=== TASK BRIEF ===
Below are the records; pull every line that includes "EnginePort".

** Opening EXCERPTED RECORDS block **

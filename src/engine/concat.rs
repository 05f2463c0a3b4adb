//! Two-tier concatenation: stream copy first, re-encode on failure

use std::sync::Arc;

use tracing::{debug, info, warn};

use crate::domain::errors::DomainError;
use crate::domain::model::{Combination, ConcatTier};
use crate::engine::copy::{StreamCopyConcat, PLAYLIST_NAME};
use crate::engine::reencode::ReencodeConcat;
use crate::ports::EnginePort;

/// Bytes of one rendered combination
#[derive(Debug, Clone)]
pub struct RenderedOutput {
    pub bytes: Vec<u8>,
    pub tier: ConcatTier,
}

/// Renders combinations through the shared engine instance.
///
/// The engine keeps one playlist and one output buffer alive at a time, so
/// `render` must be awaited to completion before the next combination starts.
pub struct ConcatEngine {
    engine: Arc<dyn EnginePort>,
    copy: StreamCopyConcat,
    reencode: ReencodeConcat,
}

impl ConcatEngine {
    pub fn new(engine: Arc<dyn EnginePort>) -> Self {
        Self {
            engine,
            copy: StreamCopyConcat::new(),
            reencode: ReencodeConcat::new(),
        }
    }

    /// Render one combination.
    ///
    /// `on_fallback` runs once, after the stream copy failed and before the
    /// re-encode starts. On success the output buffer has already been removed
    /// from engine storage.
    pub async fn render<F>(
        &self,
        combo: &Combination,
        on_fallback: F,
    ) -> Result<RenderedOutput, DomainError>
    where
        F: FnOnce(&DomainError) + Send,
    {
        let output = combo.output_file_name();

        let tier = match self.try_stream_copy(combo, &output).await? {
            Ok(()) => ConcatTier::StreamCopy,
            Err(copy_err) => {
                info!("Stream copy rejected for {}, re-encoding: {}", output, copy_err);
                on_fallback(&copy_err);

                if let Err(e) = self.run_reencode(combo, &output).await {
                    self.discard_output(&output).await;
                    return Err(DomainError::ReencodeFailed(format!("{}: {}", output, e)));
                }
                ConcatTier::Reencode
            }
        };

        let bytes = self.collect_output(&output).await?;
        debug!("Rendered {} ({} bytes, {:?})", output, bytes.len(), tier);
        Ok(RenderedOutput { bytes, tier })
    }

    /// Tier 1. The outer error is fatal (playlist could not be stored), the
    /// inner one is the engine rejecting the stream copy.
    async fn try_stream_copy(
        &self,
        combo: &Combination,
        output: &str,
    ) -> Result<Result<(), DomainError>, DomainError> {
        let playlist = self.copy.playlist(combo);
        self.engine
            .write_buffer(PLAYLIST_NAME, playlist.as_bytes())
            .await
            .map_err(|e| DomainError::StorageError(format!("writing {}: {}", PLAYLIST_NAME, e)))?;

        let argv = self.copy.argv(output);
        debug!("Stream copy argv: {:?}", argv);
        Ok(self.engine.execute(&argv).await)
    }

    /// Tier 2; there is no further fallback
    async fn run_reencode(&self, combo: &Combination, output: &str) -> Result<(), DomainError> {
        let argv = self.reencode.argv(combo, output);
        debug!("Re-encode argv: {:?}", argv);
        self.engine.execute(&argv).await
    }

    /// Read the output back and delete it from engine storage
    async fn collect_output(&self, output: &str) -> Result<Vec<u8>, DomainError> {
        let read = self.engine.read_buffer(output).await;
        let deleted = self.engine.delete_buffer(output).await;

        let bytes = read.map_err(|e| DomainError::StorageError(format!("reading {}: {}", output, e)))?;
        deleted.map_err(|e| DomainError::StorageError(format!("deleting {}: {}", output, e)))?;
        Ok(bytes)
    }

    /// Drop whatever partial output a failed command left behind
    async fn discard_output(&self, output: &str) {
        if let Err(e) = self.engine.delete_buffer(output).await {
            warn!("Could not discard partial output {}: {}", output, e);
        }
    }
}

** Closing EXCERPTED RECORDS block **

=== YOUR RESPONSE ===
use crate::ports::EnginePort;
    engine: Arc<dyn EnginePort>,
    pub fn new(engine: Arc<dyn EnginePort>) -> Self {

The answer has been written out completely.